§ **Problem to solve**:
The response must restate all of the data word for word.

================================

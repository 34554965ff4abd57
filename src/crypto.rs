// Copyright (c) Anza Technology, Inc.
// SPDX-License-Identifier: Apache-2.0

//! Cryptographic primitives.
//!
//! The harness only needs the digest the consensus nodes use for block
//! identities, so it can predict leader selection before submitting a block.

pub mod hash;

pub use self::hash::{Hash, block_hash, hash, sha256_hex, transactions_hash};
// Copyright (c) Anza Technology, Inc.
// SPDX-License-Identifier: Apache-2.0

//! Log output of the harness.
//!
//! Every line names the harness module it came from, so round progress
//! (`driver`), grinding (`grinding`) and replication (`propagation`) can be
//! told apart without timestamps. `RUST_LOG` overrides [`DEFAULT_FILTER`].

use logforth::color::LevelColor;
use logforth::filter::EnvFilter;
use logforth::{Layout, append};

/// Harness debug output plus `info` from dependencies.
pub const DEFAULT_FILTER: &str = "grinding_attack=debug,info";

/// One line per record: level, harness module, message.
#[derive(Clone, Copy, Debug)]
struct HarnessLayout;

impl Layout for HarnessLayout {
    fn format(
        &self,
        record: &log::Record,
        _: &[Box<dyn logforth::Diagnostic>],
    ) -> anyhow::Result<Vec<u8>> {
        let colors = LevelColor::default();
        let level = colors.colorize_record_level(false, record.level());
        let module = short_module(record.target());
        let message = record.args();
        Ok(format!("{level:>5} [{module}] {message}").into_bytes())
    }
}

/// Strips the crate name from a log target, `grinding_attack::network::tcp` gives `network::tcp`.
fn short_module(target: &str) -> &str {
    target
        .strip_prefix(concat!(env!("CARGO_CRATE_NAME"), "::"))
        .unwrap_or(target)
}

/// Logs to stderr.
pub fn enable_logforth() {
    let filter = EnvFilter::from_default_env_or(DEFAULT_FILTER);
    logforth::builder()
        .dispatch(|d| {
            d.filter(filter)
                .append(append::Stderr::default().with_layout(HarnessLayout))
        })
        .apply();
}

/// Logs to stderr and also records every line as an event on the current span.
///
/// Used when spans are exported, so grinding progress shows up in the trace.
pub fn enable_logforth_with_spans() {
    let filter = EnvFilter::from_default_env_or(DEFAULT_FILTER);
    logforth::builder()
        .dispatch(|d| {
            d.filter(filter)
                .append(append::Stderr::default().with_layout(HarnessLayout))
                .append(append::FastraceEvent::default())
        })
        .apply();
}

#[cfg(test)]
mod tests {
    use log::{Level, debug, error, info, log_enabled, trace, warn};

    use super::*;

    #[test]
    fn module_names() {
        assert_eq!(short_module("grinding_attack::driver"), "driver");
        assert_eq!(short_module("grinding_attack::network::tcp"), "network::tcp");
        assert_eq!(short_module("tokio::net"), "tokio::net");
    }

    #[test]
    fn basic() {
        enable_logforth();

        // the harness logs down to "debug", everything else at "info"
        assert!(log_enabled!(Level::Error));
        assert!(log_enabled!(Level::Warn));
        assert!(log_enabled!(Level::Info));
        assert!(log_enabled!(Level::Debug));
        assert!(!log_enabled!(Level::Trace));
        assert!(!log_enabled!(target: "other_crate", Level::Debug));

        trace!("trace");
        debug!("debug");
        info!("info");
        warn!("warn");
        error!("error");
    }
}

================================

§ **Answer**:
repository 34554965ff4abd57
filename src/crypto.rs
// Copyright (c) Anza Technology, Inc.
// SPDX-License-Identifier: Apache-2.0

//! Cryptographic primitives.
//!
//! The harness only needs the digest the consensus nodes use for block
//! identities, so it can predict leader selection before submitting a block.

pub mod hash;

pub use self::hash::{Hash, block_hash, hash, sha256_hex, transactions_hash};
// Copyright (c) Anza Technology, Inc.
// SPDX-License-Identifier: Apache-2.0

//! Log output of the harness.
//!
//! Every line names the harness module it came from, so round progress
//! (`driver`), grinding (`grinding`) and replication (`propagation`) can be
//! told apart without timestamps. `RUST_LOG` overrides [`DEFAULT_FILTER`].

use logforth::color::LevelColor;
use logforth::filter::EnvFilter;
use logforth::{Layout, append};

/// Harness debug output plus `info` from dependencies.
pub const DEFAULT_FILTER: &str = "grinding_attack=debug,info";

/// One line per record: level, harness module, message.
#[derive(Clone, Copy, Debug)]
struct HarnessLayout;

impl Layout for HarnessLayout {
    fn format(
        &self,
        record: &log::Record,
        _: &[Box<dyn logforth::Diagnostic>],
    ) -> anyhow::Result<Vec<u8>> {
        let colors = LevelColor::default();
        let level = colors.colorize_record_level(false, record.level());
        let module = short_module(record.target());
        let message = record.args();
        Ok(format!("{level:>5} [{module}] {message}").into_bytes())
    }
}

/// Strips the crate name from a log target, `grinding_attack::network::tcp` gives `network::tcp`.
fn short_module(target: &str) -> &str {
    target
        .strip_prefix(concat!(env!("CARGO_CRATE_NAME"), "::"))
        .unwrap_or(target)
}

/// Logs to stderr.
pub fn enable_logforth() {
    let filter = EnvFilter::from_default_env_or(DEFAULT_FILTER);
    logforth::builder()
        .dispatch(|d| {
            d.filter(filter)
                .append(append::Stderr::default().with_layout(HarnessLayout))
        })
        .apply();
}

/// Logs to stderr and also records every line as an event on the current span.
///
/// Used when spans are exported, so grinding progress shows up in the trace.
pub fn enable_logforth_with_spans() {
    let filter = EnvFilter::from_default_env_or(DEFAULT_FILTER);
    logforth::builder()
        .dispatch(|d| {
            d.filter(filter)
                .append(append::Stderr::default().with_layout(HarnessLayout))
                .append(append::FastraceEvent::default())
        })
        .apply();
}

#[cfg(test)]
mod tests {
    use log::{Level, debug, error, info, log_enabled, trace, warn};

    use super::*;

    #[test]
    fn module_names() {
        assert_eq!(short_module("grinding_attack::driver"), "driver");
        assert_eq!(short_module("grinding_attack::network::tcp"), "network::tcp");
        assert_eq!(short_module("tokio::net"), "tokio::net");
    }

    #[test]
    fn basic() {
        enable_logforth();

        // the harness logs down to "debug", everything else at "info"
        assert!(log_enabled!(Level::Error));
        assert!(log_enabled!(Level::Warn));
        assert!(log_enabled!(Level::Info));
        assert!(log_enabled!(Level::Debug));
        assert!(!log_enabled!(Level::Trace));
        assert!(!log_enabled!(target: "other_crate", Level::Debug));

        trace!("trace");
        debug!("debug");
        info!("info");
        warn!("warn");
        error!("error");
    }
}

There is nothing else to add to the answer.